[Input data Boundary: Start]

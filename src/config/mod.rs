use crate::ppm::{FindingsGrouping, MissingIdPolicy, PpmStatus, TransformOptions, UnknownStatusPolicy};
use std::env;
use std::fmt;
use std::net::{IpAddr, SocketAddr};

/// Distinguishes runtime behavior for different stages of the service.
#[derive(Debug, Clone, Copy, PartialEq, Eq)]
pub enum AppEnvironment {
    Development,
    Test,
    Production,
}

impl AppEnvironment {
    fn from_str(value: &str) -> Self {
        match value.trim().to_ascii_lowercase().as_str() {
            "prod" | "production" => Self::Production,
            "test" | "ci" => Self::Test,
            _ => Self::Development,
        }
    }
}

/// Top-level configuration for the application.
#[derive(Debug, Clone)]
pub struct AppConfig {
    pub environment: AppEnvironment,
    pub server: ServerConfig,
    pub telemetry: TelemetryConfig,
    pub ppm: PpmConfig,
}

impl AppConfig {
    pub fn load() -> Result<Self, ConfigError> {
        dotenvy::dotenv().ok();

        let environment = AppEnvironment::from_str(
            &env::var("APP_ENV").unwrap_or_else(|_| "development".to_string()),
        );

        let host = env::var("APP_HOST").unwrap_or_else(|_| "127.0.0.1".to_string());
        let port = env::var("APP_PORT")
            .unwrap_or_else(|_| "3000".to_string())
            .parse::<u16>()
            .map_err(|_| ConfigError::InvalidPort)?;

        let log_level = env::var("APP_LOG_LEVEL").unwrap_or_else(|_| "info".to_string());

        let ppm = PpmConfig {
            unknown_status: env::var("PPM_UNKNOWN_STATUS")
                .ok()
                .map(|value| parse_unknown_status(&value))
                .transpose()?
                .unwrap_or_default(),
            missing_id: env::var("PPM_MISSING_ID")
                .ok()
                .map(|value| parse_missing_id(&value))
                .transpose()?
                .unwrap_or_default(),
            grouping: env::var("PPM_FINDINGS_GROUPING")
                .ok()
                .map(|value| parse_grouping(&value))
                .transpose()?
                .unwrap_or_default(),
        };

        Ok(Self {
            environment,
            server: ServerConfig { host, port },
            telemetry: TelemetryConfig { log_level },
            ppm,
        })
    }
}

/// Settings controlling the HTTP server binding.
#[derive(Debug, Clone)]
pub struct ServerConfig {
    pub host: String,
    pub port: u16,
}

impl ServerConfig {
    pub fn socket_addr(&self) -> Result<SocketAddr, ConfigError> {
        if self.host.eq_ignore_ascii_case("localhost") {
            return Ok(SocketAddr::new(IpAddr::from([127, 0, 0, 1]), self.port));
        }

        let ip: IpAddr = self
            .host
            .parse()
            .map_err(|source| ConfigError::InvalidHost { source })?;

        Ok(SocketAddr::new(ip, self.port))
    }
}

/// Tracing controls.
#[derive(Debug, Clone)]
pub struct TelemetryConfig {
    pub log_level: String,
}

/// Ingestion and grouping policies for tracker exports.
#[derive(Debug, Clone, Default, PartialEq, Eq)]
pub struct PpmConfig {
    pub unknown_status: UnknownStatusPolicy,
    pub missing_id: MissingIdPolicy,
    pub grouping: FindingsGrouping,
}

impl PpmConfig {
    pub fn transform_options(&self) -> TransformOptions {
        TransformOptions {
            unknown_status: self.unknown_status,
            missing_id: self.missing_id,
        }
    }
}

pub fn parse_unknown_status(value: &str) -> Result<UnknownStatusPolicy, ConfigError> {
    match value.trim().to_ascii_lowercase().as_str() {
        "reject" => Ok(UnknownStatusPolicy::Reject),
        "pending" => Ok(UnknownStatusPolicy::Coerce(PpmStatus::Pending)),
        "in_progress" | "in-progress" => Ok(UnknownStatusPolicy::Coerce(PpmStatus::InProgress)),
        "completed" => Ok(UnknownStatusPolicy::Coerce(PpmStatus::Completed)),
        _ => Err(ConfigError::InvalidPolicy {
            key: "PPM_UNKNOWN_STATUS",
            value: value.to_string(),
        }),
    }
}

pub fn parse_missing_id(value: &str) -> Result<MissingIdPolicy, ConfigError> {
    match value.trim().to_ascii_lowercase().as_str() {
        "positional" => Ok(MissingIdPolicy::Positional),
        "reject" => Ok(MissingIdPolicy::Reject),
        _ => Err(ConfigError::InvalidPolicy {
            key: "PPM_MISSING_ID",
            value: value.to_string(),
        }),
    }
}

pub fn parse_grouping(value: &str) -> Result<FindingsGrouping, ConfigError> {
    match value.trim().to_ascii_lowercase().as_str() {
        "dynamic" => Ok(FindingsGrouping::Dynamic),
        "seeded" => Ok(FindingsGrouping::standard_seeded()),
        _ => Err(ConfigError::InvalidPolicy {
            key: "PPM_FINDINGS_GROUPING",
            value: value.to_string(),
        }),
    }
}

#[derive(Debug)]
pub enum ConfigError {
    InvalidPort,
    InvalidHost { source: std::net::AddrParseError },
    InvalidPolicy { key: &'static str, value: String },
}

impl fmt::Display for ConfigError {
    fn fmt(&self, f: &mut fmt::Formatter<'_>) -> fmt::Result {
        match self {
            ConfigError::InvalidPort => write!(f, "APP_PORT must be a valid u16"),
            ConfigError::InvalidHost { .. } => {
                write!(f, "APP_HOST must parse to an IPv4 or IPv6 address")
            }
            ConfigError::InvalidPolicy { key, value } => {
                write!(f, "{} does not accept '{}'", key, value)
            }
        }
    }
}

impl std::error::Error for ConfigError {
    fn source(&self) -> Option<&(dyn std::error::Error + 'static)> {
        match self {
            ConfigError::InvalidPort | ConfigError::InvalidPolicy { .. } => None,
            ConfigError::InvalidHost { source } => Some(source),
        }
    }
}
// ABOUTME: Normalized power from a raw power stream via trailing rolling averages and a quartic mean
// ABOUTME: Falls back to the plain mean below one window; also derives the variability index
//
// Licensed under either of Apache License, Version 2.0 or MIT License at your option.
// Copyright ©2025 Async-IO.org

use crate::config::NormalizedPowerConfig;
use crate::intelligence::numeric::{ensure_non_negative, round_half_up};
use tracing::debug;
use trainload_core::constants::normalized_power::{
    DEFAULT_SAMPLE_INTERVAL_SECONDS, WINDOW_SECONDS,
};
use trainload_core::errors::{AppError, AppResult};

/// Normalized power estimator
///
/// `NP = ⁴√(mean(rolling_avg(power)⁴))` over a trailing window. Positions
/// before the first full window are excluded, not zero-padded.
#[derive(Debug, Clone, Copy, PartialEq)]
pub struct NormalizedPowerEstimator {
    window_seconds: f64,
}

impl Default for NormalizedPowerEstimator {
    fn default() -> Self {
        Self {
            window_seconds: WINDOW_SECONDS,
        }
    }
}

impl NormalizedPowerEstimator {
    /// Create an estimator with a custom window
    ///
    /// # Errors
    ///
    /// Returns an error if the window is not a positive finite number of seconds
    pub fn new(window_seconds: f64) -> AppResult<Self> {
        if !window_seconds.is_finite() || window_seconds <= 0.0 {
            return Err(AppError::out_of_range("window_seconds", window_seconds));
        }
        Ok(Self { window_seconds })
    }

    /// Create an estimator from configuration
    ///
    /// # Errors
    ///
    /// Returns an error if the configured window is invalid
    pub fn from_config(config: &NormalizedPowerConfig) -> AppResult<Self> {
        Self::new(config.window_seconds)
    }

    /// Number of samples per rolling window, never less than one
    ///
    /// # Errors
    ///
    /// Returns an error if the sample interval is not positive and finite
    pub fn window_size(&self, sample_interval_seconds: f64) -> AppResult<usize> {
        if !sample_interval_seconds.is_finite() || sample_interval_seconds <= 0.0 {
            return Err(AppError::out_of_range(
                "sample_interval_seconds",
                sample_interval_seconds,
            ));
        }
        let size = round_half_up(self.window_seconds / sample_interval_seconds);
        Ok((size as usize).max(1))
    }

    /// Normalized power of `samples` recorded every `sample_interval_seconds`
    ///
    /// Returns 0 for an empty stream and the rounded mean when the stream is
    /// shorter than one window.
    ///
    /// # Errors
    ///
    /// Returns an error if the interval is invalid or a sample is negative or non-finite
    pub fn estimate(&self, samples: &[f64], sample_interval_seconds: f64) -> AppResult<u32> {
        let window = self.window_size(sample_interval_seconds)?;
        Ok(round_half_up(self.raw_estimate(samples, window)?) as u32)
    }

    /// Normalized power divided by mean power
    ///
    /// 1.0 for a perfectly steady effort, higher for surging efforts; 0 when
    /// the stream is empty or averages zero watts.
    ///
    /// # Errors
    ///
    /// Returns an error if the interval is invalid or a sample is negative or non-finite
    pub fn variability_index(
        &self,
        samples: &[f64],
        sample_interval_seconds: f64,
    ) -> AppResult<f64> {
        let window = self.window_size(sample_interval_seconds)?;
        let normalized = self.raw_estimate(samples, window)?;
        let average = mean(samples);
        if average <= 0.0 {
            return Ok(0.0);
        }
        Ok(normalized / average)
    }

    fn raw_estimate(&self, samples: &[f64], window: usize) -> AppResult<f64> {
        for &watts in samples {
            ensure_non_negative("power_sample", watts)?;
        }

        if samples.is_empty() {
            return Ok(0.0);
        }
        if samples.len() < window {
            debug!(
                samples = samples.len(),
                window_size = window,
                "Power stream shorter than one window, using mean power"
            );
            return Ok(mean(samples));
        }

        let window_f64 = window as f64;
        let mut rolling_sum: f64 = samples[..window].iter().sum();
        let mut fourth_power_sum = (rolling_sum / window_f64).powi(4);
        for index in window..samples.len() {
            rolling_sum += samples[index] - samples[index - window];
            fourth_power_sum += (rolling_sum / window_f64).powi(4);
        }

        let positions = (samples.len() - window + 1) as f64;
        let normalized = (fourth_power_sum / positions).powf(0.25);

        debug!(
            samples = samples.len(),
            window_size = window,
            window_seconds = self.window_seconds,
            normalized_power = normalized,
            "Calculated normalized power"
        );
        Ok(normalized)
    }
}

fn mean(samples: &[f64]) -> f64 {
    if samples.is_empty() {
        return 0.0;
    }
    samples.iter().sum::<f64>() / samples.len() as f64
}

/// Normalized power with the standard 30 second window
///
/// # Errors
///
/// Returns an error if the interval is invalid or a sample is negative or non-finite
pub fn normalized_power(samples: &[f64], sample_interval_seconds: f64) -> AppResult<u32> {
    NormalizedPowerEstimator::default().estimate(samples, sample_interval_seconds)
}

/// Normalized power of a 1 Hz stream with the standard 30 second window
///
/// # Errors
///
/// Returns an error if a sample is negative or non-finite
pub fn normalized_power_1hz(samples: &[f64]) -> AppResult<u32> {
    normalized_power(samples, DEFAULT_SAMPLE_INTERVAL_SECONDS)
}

[Input data Boundary: End]

### How to complete this task
Show every line from the entries above in which "TelemetryConfig" appears.

### Task answer
    pub telemetry: TelemetryConfig,
            telemetry: TelemetryConfig { log_level },
pub struct TelemetryConfig {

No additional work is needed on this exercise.